Fortunately this Saturday I was able to get back up on that horse and try again, and it was a GREAT show.  There's certainly room for improvement (as there always is) but in general I felt like I met all of my goals for the evening which included using varied characters, making it clear who I was in almost all of my scenes, and keeping things positive.  And the fact that I was able to have a good show in front of the boyfriend's boss - well make that an extra dose of awesome!  Great night!  Good to feel like I'm back.

Sunday, March 04, 2012

Mar. 2nd: DOUBT

I sometimes forget how lucky I am to have the career I have.  Tuesday I spent my night at the theatre seeing a beautifully stylized new Canadian musical, Thursday I enjoyed watching a play by one of my favourite playwright's ever and set in my hometown, and Friday I attended the theatre I work at to enjoy the opening night of one of (if not) the best scripts I have ever read.

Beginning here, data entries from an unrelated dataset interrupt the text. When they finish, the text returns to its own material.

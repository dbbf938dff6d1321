//! Digit helpers: ASCII ↔ Devanagari rendering and two-digit padding.
//!
//! Every label the engine produces for a year, month number, or day goes
//! through these functions, so the parser can match user input against the
//! exact same strings.

use crate::language::Language;

/// Devanagari digits ०–९, indexed by value.
const NEPALI_DIGITS: [char; 10] = ['०', '१', '२', '३', '४', '५', '६', '७', '८', '९'];

/// Render `n` with Devanagari digits (e.g. `2081` → `"२०८१"`).
pub fn to_nepali_digits(n: u32) -> String {
    transliterate(&n.to_string())
}

/// Render `n` in the digits of `lang`.
pub fn to_localized_digits(n: u32, lang: Language) -> String {
    match lang {
        Language::Ne => to_nepali_digits(n),
        Language::En => n.to_string(),
    }
}

/// Render `n` with at least two digits, left-padded with the zero of `lang`
/// (`5` → `"05"` or `"०५"`).
pub fn pad_two_digits(n: u32, lang: Language) -> String {
    let padded = format!("{n:02}");
    match lang {
        Language::Ne => transliterate(&padded),
        Language::En => padded,
    }
}

fn transliterate(ascii: &str) -> String {
    ascii
        .chars()
        .map(|c| match c.to_digit(10) {
            Some(d) => NEPALI_DIGITS[d as usize],
            None => c,
        })
        .collect()
}

/// Return `true` if `c` is an ASCII or Devanagari decimal digit.
pub fn is_any_digit(c: char) -> bool {
    c.is_ascii_digit() || NEPALI_DIGITS.contains(&c)
}
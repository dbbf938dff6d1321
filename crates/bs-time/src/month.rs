//! `NepaliMonth` — month-of-year enum and month label dictionary.

use crate::date::Month;
use bs_core::{Language, Localized};

/// Month of the Bikram Sambat year.
///
/// Variants are numbered 1–12 (Baisakh = 1, Chaitra = 12).  Table rows and
/// [`NepaliDate`](crate::NepaliDate) store the 0-based [`index`](Self::index).
#[derive(Debug, Clone, Copy, PartialEq, Eq, PartialOrd, Ord, Hash)]
#[repr(u8)]
pub enum NepaliMonth {
    /// Baisakh / बैशाख (1).
    Baisakh = 1,
    /// Jestha / जेठ (2).
    Jestha = 2,
    /// Asar / असार (3).
    Asar = 3,
    /// Shrawan / साउन (4).
    Shrawan = 4,
    /// Bhadra / भदौ (5).
    Bhadra = 5,
    /// Asoj / असोज (6).
    Asoj = 6,
    /// Kartik / कार्तिक (7).
    Kartik = 7,
    /// Mangsir / मंसिर (8).
    Mangsir = 8,
    /// Poush / पुष (9).
    Poush = 9,
    /// Magh / माघ (10).
    Magh = 10,
    /// Falgun / फागुन (11).
    Falgun = 11,
    /// Chaitra / चैत (12).
    Chaitra = 12,
}

const LONG: [Localized<&str>; 12] = [
    Localized::new("बैशाख", "Baisakh"),
    Localized::new("जेठ", "Jestha"),
    Localized::new("असार", "Asar"),
    Localized::new("साउन", "Shrawan"),
    Localized::new("भदौ", "Bhadra"),
    Localized::new("असोज", "Asoj"),
    Localized::new("कार्तिक", "Kartik"),
    Localized::new("मंसिर", "Mangsir"),
    Localized::new("पुष", "Poush"),
    Localized::new("माघ", "Magh"),
    Localized::new("फागुन", "Falgun"),
    Localized::new("चैत", "Chaitra"),
];

const SHORT: [Localized<&str>; 12] = [
    Localized::new("बै", "Bai"),
    Localized::new("जे", "Jes"),
    Localized::new("अ", "Asa"),
    Localized::new("सा", "Shr"),
    Localized::new("भ", "Bha"),
    Localized::new("आ", "Aso"),
    Localized::new("का", "Kar"),
    Localized::new("मं", "Man"),
    Localized::new("पु", "Pou"),
    Localized::new("मा", "Mag"),
    Localized::new("फा", "Fal"),
    Localized::new("चै", "Cha"),
];

impl NepaliMonth {
    /// All months in calendar order.
    pub const ALL: [NepaliMonth; 12] = [
        NepaliMonth::Baisakh,
        NepaliMonth::Jestha,
        NepaliMonth::Asar,
        NepaliMonth::Shrawan,
        NepaliMonth::Bhadra,
        NepaliMonth::Asoj,
        NepaliMonth::Kartik,
        NepaliMonth::Mangsir,
        NepaliMonth::Poush,
        NepaliMonth::Magh,
        NepaliMonth::Falgun,
        NepaliMonth::Chaitra,
    ];

    /// Construct from a number (1 = Baisakh … 12 = Chaitra).
    ///
    /// Returns `None` if the value is out of range.
    pub fn from_number(n: u8) -> Option<Self> {
        n.checked_sub(1).and_then(Self::from_index)
    }

    /// Construct from a 0-based table index (0 = Baisakh … 11 = Chaitra).
    pub fn from_index(i: u8) -> Option<Self> {
        Self::ALL.get(i as usize).copied()
    }

    /// Return the 1-based month number.
    pub fn number(&self) -> u8 {
        *self as u8
    }

    /// Return the 0-based table index.
    pub fn index(&self) -> u8 {
        self.number() - 1
    }

    /// Return the label in `lang`, short or long.
    pub fn label(&self, lang: Language, short: bool) -> &'static str {
        let table = if short { &SHORT } else { &LONG };
        *table[self.index() as usize].get(lang)
    }
}

impl std::fmt::Display for NepaliMonth {
    fn fmt(&self, f: &mut std::fmt::Formatter<'_>) -> std::fmt::Result {
        f.write_str(self.label(Language::En, false))
    }
}

impl From<NepaliMonth> for u8 {
    fn from(m: NepaliMonth) -> u8 {
        m as u8
    }
}

/// List all months with their 0-based index and a label in `lang`.
pub fn list_months(lang: Language, short: bool) -> Vec<Month> {
    NepaliMonth::ALL
        .iter()
        .map(|m| Month {
            value: m.index(),
            label: m.label(lang, short).to_string(),
        })
        .collect()
}

/// Label of the 1-based `month_number`, or `None` past Chaitra.
///
/// `0` is read as Baisakh, so a 0-based index of the first month also works.
pub fn month_label(lang: Language, month_number: u8, short: bool) -> Option<&'static str> {
    NepaliMonth::from_number(month_number.max(1)).map(|m| m.label(lang, short))
}

#[cfg(test)]
mod tests {
    use super::*;

    #[test]
    fn roundtrip() {
        for n in 1..=12u8 {
            let m = NepaliMonth::from_number(n).unwrap();
            assert_eq!(m.number(), n);
            assert_eq!(NepaliMonth::from_index(n - 1), Some(m));
        }
    }

    #[test]
    fn out_of_range() {
        assert!(NepaliMonth::from_number(0).is_none());
        assert!(NepaliMonth::from_number(13).is_none());
        assert!(NepaliMonth::from_index(12).is_none());
    }

    #[test]
    fn labels() {
        assert_eq!(month_label(Language::En, 1, false), Some("Baisakh"));
        assert_eq!(month_label(Language::Ne, 12, false), Some("चैत"));
        assert_eq!(month_label(Language::En, 3, true), Some("Asa"));
        assert_eq!(month_label(Language::Ne, 13, true), None);
        assert_eq!(month_label(Language::En, u8::MAX, false), None);
    }

    #[test]
    fn month_zero_is_baisakh() {
        assert_eq!(month_label(Language::En, 0, false), Some("Baisakh"));
        assert_eq!(month_label(Language::Ne, 0, true), Some("बै"));
        assert_eq!(month_label(Language::En, 0, false), month_label(Language::En, 1, false));
    }

    #[test]
    fn month_list_is_zero_based() {
        let months = list_months(Language::En, false);
        assert_eq!(months.len(), 12);
        assert_eq!(months[0].value, 0);
        assert_eq!(months[0].label, "Baisakh");
        assert_eq!(months[11].value, 11);
        assert_eq!(list_months(Language::Ne, true)[8].label, "पु");
    }
}
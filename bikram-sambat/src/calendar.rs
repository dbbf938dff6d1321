//! `NepaliCalendar` — the engine behind a Nepali date picker.
//!
//! Built once from a [`CalendarConfig`]; every query afterwards is a pure,
//! synchronous computation over the immutable [`YearIndex`] it holds.

use crate::config::CalendarConfig;
use bs_core::errors::Result;
use bs_core::Language;
use bs_time::{
    list_months, list_weekdays, month_label, CalendarDay, CalendarTable, Clock, DateCodec,
    GregorianDate, GregorianToNepali, Month, MonthGridBuilder, NepaliDate, ParseOutcome,
    SystemClock, WeekDay, Year, YearIndex,
};

/// Calendar engine: conversion, listings, month grids, parse and format.
#[derive(Debug)]
pub struct NepaliCalendar {
    config: CalendarConfig,
    index: YearIndex,
    clock: Box<dyn Clock>,
}

impl NepaliCalendar {
    /// Build from `config` over the bundled table and the system clock.
    ///
    /// # Errors
    /// Returns an error if `config` does not validate against the table.
    pub fn new(config: CalendarConfig) -> Result<Self> {
        let table = CalendarTable::bundled();
        config.validate(&table)?;
        let clock = SystemClock::with_offset_minutes(config.utc_offset_minutes)?;
        Self::with_parts(config, &table, clock)
    }

    /// Build from `config` over a caller-supplied table and clock.
    ///
    /// `config.utc_offset_minutes` is only validated here; `clock` decides
    /// what "today" is.
    pub fn with_parts(
        config: CalendarConfig,
        table: &CalendarTable,
        clock: impl Clock + 'static,
    ) -> Result<Self> {
        config.validate(table)?;
        let index = YearIndex::build(table, config.start_year, config.end_year)?;
        log::debug!("nepali calendar ready: {config:?}");
        Ok(Self {
            config,
            index,
            clock: Box::new(clock),
        })
    }

    /// The settings this calendar was built from.
    pub fn config(&self) -> &CalendarConfig {
        &self.config
    }

    /// The year index.
    pub fn index(&self) -> &YearIndex {
        &self.index
    }

    /// Today's Nepali date according to the clock.
    ///
    /// # Errors
    /// Returns [`Error::OutOfRange`](bs_core::Error::OutOfRange) when today
    /// falls outside the supported years.
    pub fn today(&self, lang: Language) -> Result<NepaliDate> {
        GregorianToNepali::new(&self.index).today(self.clock.as_ref(), lang)
    }

    /// Nepali date for an arbitrary Gregorian date.
    pub fn convert(&self, gregorian: GregorianDate, lang: Language) -> Result<NepaliDate> {
        GregorianToNepali::new(&self.index).convert(gregorian, lang)
    }

    /// Supported years, in order, labelled in `lang`.
    pub fn list_years(&self, lang: Language) -> Vec<Year> {
        self.index.years(lang)
    }

    /// The 12 months with 0-based values.
    pub fn list_months(&self, lang: Language, short: bool) -> Vec<Month> {
        list_months(lang, short)
    }

    /// Label of the 1-based `month_number` (`0` reads as Baisakh); `None`
    /// above 12.
    pub fn month_label(&self, lang: Language, month_number: u8, short: bool) -> Option<&'static str> {
        month_label(lang, month_number, short)
    }

    /// Grid cells for 0-based `month` of `year`; empty when unknown.
    pub fn month_grid(&self, year: u16, month: u8, lang: Language) -> Vec<CalendarDay> {
        MonthGridBuilder::new(&self.index).build(year, month, lang)
    }

    /// Weekday headers, Sunday first.
    pub fn list_weekdays(&self, lang: Language, short: bool) -> Vec<WeekDay> {
        list_weekdays(lang, short)
    }

    /// Parse a date typed in `lang` using the configured separator.
    pub fn parse(&self, text: &str, lang: Language, short_month: bool) -> ParseOutcome {
        self.codec().parse(text, lang, short_month)
    }

    /// Format `date` in `lang` using the configured separator.
    pub fn format(&self, date: &NepaliDate, lang: Language) -> String {
        self.codec().format(date, lang)
    }

    fn codec(&self) -> DateCodec<'_> {
        DateCodec::new(&self.index).with_separator(self.config.separator)
    }
}
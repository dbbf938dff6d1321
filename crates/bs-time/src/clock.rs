//! `Clock` — where "today" comes from.
//!
//! The converter never reads the system time itself; it asks a [`Clock`]
//! for the current Gregorian date, already resolved to the local time of
//! the calendar's users.

use crate::date::GregorianDate;
use bs_core::errors::{Error, Result};
use chrono::{DateTime, FixedOffset, Utc};

/// UTC offset of Asia/Kathmandu, in minutes (+05:45, no DST).
pub const KATHMANDU_UTC_OFFSET_MINUTES: i32 = 5 * 60 + 45;

/// A source of the current local Gregorian date.
pub trait Clock: std::fmt::Debug + Send + Sync {
    /// Today's date in the clock's time zone.
    fn today(&self) -> Result<GregorianDate>;
}

/// Reads the system clock and shifts it by a fixed UTC offset.
#[derive(Debug, Clone, Copy, PartialEq, Eq)]
pub struct SystemClock {
    offset_minutes: i32,
}

impl SystemClock {
    /// System clock resolved to Kathmandu time.
    pub const fn kathmandu() -> Self {
        Self { offset_minutes: KATHMANDU_UTC_OFFSET_MINUTES }
    }

    /// System clock resolved to `minutes` east of UTC.
    ///
    /// # Errors
    /// Returns [`Error::Clock`] if the offset is a day or more.
    pub fn with_offset_minutes(minutes: i32) -> Result<Self> {
        let clock = Self { offset_minutes: minutes };
        clock.fixed_offset()?;
        Ok(clock)
    }

    /// Minutes east of UTC.
    pub fn offset_minutes(&self) -> i32 {
        self.offset_minutes
    }

    /// The local date at `instant`.
    pub fn date_at(&self, instant: DateTime<Utc>) -> Result<GregorianDate> {
        Ok(instant.with_timezone(&self.fixed_offset()?).date_naive().into())
    }

    fn fixed_offset(&self) -> Result<FixedOffset> {
        self.offset_minutes
            .checked_mul(60)
            .and_then(FixedOffset::east_opt)
            .ok_or_else(|| Error::Clock(format!("UTC offset of {} minutes is out of range", self.offset_minutes)))
    }
}

impl Default for SystemClock {
    fn default() -> Self {
        Self::kathmandu()
    }
}

impl Clock for SystemClock {
    fn today(&self) -> Result<GregorianDate> {
        self.date_at(Utc::now())
    }
}

/// A clock stopped at one date.
#[derive(Debug, Clone, Copy, PartialEq, Eq)]
pub struct FixedClock(pub GregorianDate);

impl Clock for FixedClock {
    fn today(&self) -> Result<GregorianDate> {
        Ok(self.0)
    }
}

#[cfg(test)]
mod tests {
    use super::*;
    use chrono::TimeZone;

    #[test]
    fn kathmandu_offset() {
        assert_eq!(SystemClock::kathmandu().offset_minutes(), 345);
        assert_eq!(SystemClock::default(), SystemClock::kathmandu());
    }

    #[test]
    fn offset_bounds() {
        assert!(SystemClock::with_offset_minutes(-12 * 60).is_ok());
        assert!(SystemClock::with_offset_minutes(24 * 60).is_err());
        assert!(SystemClock::with_offset_minutes(i32::MAX).is_err());
    }

    #[test]
    fn offset_moves_the_date() {
        // 18:30 UTC is already past midnight in Kathmandu.
        let utc = Utc.with_ymd_and_hms(2024, 4, 12, 18, 30, 0).unwrap();
        let local = SystemClock::kathmandu().date_at(utc).unwrap();
        assert_eq!(local, GregorianDate::from_ymd(2024, 4, 13).unwrap());
        let utc = Utc.with_ymd_and_hms(2024, 4, 12, 18, 14, 0).unwrap();
        assert_eq!(SystemClock::kathmandu().date_at(utc), GregorianDate::from_ymd(2024, 4, 12));
    }

    #[test]
    fn kathmandu_matches_checked_constructor() {
        assert_eq!(SystemClock::with_offset_minutes(KATHMANDU_UTC_OFFSET_MINUTES), Ok(SystemClock::kathmandu()));
        let utc = Utc.with_ymd_and_hms(2024, 4, 12, 23, 59, 0).unwrap();
        assert!(SystemClock::kathmandu().date_at(utc).is_ok());
    }

    #[test]
    fn fixed_clock() {
        let d = GregorianDate::from_ymd(2024, 4, 13).unwrap();
        assert_eq!(FixedClock(d).today(), Ok(d));
    }

    #[test]
    fn system_clock_reads_a_date() {
        assert!(SystemClock::kathmandu().today().is_ok());
    }
}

Some people may have seen the movie DOUBT featuring Meryl Streep, Philip Seymour Hoffman, and Amy Adams, and written and directed by John Patrick Shanley.  It was a great film, as one might expect with it having been nominated for several Academy Awards and all.  However - I do not know how many people realize that the story was originally written as a play.  And with all due respect to the screenwriter and director of the film, I actually think it works best on stage.  The beauty of the stage is the stage is that even in the most truthful storytelling, a certain amount of suspension of disbelief is required.  But to make a film feel honest and true, it requires extras.  For a script like Doubt, I feel like so much of the story lies in what you don't see.  Hearing about a student you never see, a relationship you never witness, and characters who are vital but only exist in words.  THAT is the essence of the story, and played right, that is what allows someone to tread the line to experience what they came to see: DOUBT.

Congratulations cast and crew for treading that line and reminding me why I love this play and my job as much as I do.  You are all awesome!

Mar. 1st: Hamilton On Stage

I love Morris Panych.  It was his play Lawrence and Holloman that made me realize that I wanted theatre to be my career, and since then he has been one of those playwrights whose work I just cannot get enough of.  So - when I found out that his play Gordon was playing at the Arts Club, I reserved my tickets without learning a single thing about the show.  The fact that it was written and directed by Morris Panych was all that I needed to know.

So when I arrived to the theatre and opened up the show program to find out that some of my favourite actors were in the show, my enthusiasm grew exponentially.  But then I continued down the page to read the words: "Setting: Hamilton, Ontario.  Present Day."  .... WHAT?!?!  A play set in my hometown, featuring some of my favourite actors, written and directed by one of my favourite playwrights!  At this point, the word awesome just doesn't seem to cut it.

As expected, the play was amazing.  Gritty, hilarious, uncomfortable, and astounding!  Everything that Morris Panych excels at.  And watching Andrew Wheeler perform beautifully in yet another totally different role this year, and this time as a Hamiltonian???  Be still, my heart!  The cast was stellar.  The set was gorgeous in the grimiest way.  It beautifully captured the essence of the rundown, blue-collar, steeltown home.  And the play itself as a whole?  Okay - I might be a little biased, because it is not very often that I see a show that makes references to Brantford, Oshawa, and Highway 6, and being reminded of my times spent in those areas while enjoying my favourite art form, definitely puts me into a euphoric state of mind.  But truthfully, this play was superb and I highly recommend it for anyone who even remotely enjoys dark comedies.

Congratulations to the Arts Club, Morris Panych, and the whole cast and crew for making a great piece of theatre!  Thanks for bringing me home!